President Jacob Zuma told Parliament that he used the PTO to acquire the bond to build his homestead in Nkandla.

Zuma was answering a question from the Democratic Alliance MP, James Selfe, asking which collateral did the president use in order to raise the bond in a tribal land.

Xolani Gwala spoke to Nkosi Ndevu, to find out how a PTO works.

PTO is a system of land holding for communal people. It's a document you're given when you're a member of that particular community allocated a piece of land.

Nkosi Xolile Ndevu, Secretary General of the Congress of Traditional Leaders of South Africa

It doesn't given you a full title holder in the land.
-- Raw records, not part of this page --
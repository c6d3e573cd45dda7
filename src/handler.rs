//! Per-session application handlers.
//!
//! A handler is invoked once per upgraded connection and owns the
//! application side of the session for as long as it runs. The session
//! ends (at the latest) when the handler returns.
//!
//! Async closures with the matching signature are handlers too; wrap them
//! in [`handler_fn`] so their parameter types are inferred:
//!
//! ```ignore
//! use activity_pump::handler_fn;
//!
//! server.register_endpoint("/echo", handler_fn(|identity, _query, mut inbound, outbound, _shutdown, mut notify| async move {
//!     loop {
//!         tokio::select! {
//!             _ = notify.recv() => break,
//!             Some(payload) = inbound.recv() => {
//!                 if outbound.send(payload).await.is_err() {
//!                     break;
//!                 }
//!             }
//!         }
//!     }
//!     tracing::debug!(%identity, "echo session finished");
//! }));
//! ```

// ============================================================================
// Imports
// ============================================================================

use std::future::Future;

use async_trait::async_trait;
use tokio::sync::mpsc;

use crate::protocol::{Payload, QueryParams, ShutdownNotify, ShutdownRequester};

// ============================================================================
// Handler
// ============================================================================

/// Application logic bound to an endpoint.
///
/// # Channels
///
/// * `inbound` - data payloads from the peer, in receipt order. Capacity 1:
///   the peer is held back until the handler drains it.
/// * `outbound` - payloads to write to the peer. Capacity 1.
/// * `shutdown` - ends the session from the handler side.
/// * `notify` - yields the signal that ended the session, once.
///
/// Implementations should return soon after `notify` yields; the
/// registrar does not return before the handler does.
#[async_trait]
pub trait Handler: Send + Sync + 'static {
    /// Runs the application side of one session.
    async fn handle(
        &self,
        identity: String,
        query: QueryParams,
        inbound: mpsc::Receiver<Payload>,
        outbound: mpsc::Sender<Payload>,
        shutdown: ShutdownRequester,
        notify: ShutdownNotify,
    );
}

#[async_trait]
impl<F, Fut> Handler for F
where
    F: Fn(
            String,
            QueryParams,
            mpsc::Receiver<Payload>,
            mpsc::Sender<Payload>,
            ShutdownRequester,
            ShutdownNotify,
        ) -> Fut
        + Send
        + Sync
        + 'static,
    Fut: Future<Output = ()> + Send + 'static,
{
    async fn handle(
        &self,
        identity: String,
        query: QueryParams,
        inbound: mpsc::Receiver<Payload>,
        outbound: mpsc::Sender<Payload>,
        shutdown: ShutdownRequester,
        notify: ShutdownNotify,
    ) {
        (self)(identity, query, inbound, outbound, shutdown, notify).await;
    }
}

// ============================================================================
// Closure Helper
// ============================================================================

/// Pins a closure to the handler signature.
///
/// Closure parameter types cannot be inferred through the blanket
/// [`Handler`] impl alone; wrapping the closure here lets the compiler
/// infer them.
#[inline]
pub fn handler_fn<F, Fut>(f: F) -> F
where
    F: Fn(
            String,
            QueryParams,
            mpsc::Receiver<Payload>,
            mpsc::Sender<Payload>,
            ShutdownRequester,
            ShutdownNotify,
        ) -> Fut
        + Send
        + Sync
        + 'static,
    Fut: Future<Output = ()> + Send + 'static,
{
    f
}
//! Query parameters of an upgrade request.

// ============================================================================
// Imports
// ============================================================================

use rustc_hash::FxHashMap;
use url::form_urlencoded;

// ============================================================================
// QueryParams
// ============================================================================

/// Decoded query string: each key maps to every value given for it, in
/// request order.
#[derive(Debug, Clone, Default, PartialEq, Eq)]
pub struct QueryParams {
    values: FxHashMap<String, Vec<String>>,
}

impl QueryParams {
    /// Parses a raw query string (without the leading `?`).
    #[must_use]
    pub fn parse(query: &str) -> Self {
        let mut values: FxHashMap<String, Vec<String>> = FxHashMap::default();

        for (key, value) in form_urlencoded::parse(query.as_bytes()) {
            values
                .entry(key.into_owned())
                .or_default()
                .push(value.into_owned());
        }

        Self { values }
    }

    /// First value for `key`.
    #[must_use]
    pub fn get(&self, key: &str) -> Option<&str> {
        self.values
            .get(key)
            .and_then(|v| v.first())
            .map(String::as_str)
    }

    /// All values for `key`, empty if absent.
    #[must_use]
    pub fn get_all(&self, key: &str) -> &[String] {
        self.values.get(key).map(Vec::as_slice).unwrap_or(&[])
    }

    /// Returns `true` if `key` appeared at least once.
    #[inline]
    #[must_use]
    pub fn contains_key(&self, key: &str) -> bool {
        self.values.contains_key(key)
    }

    /// Number of distinct keys.
    #[inline]
    #[must_use]
    pub fn len(&self) -> usize {
        self.values.len()
    }

    /// Returns `true` if no parameters were given.
    #[inline]
    #[must_use]
    pub fn is_empty(&self) -> bool {
        self.values.is_empty()
    }

    /// Iterates over keys and their values.
    pub fn iter(&self) -> impl Iterator<Item = (&str, &[String])> {
        self.values.iter().map(|(k, v)| (k.as_str(), v.as_slice()))
    }
}

// ============================================================================
// Tests
// ============================================================================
It says you are given this piece of land to occupy it, if you are no longer using it, you must bring it back to the community again.

Nkosi Xolile Ndevu, Secretary General of the Congress of Traditional Leaders of South Africa

Unfortunately, it's not a piece of paper recognised by banks. It's a document that you cannot take to the bank for the bank to give you a loan, because it doesn't guarantee you ownership of the land.

Nkosi Xolile Ndevu, Secretary General of the Congress of Traditional Leaders of South Africa

I have never heard of a bank that has recognised a PTO as a collateral.

Nkosi Xolile Ndevu, Secretary General of the Congress of Traditional Leaders of South Africa

Listen to the full interview below...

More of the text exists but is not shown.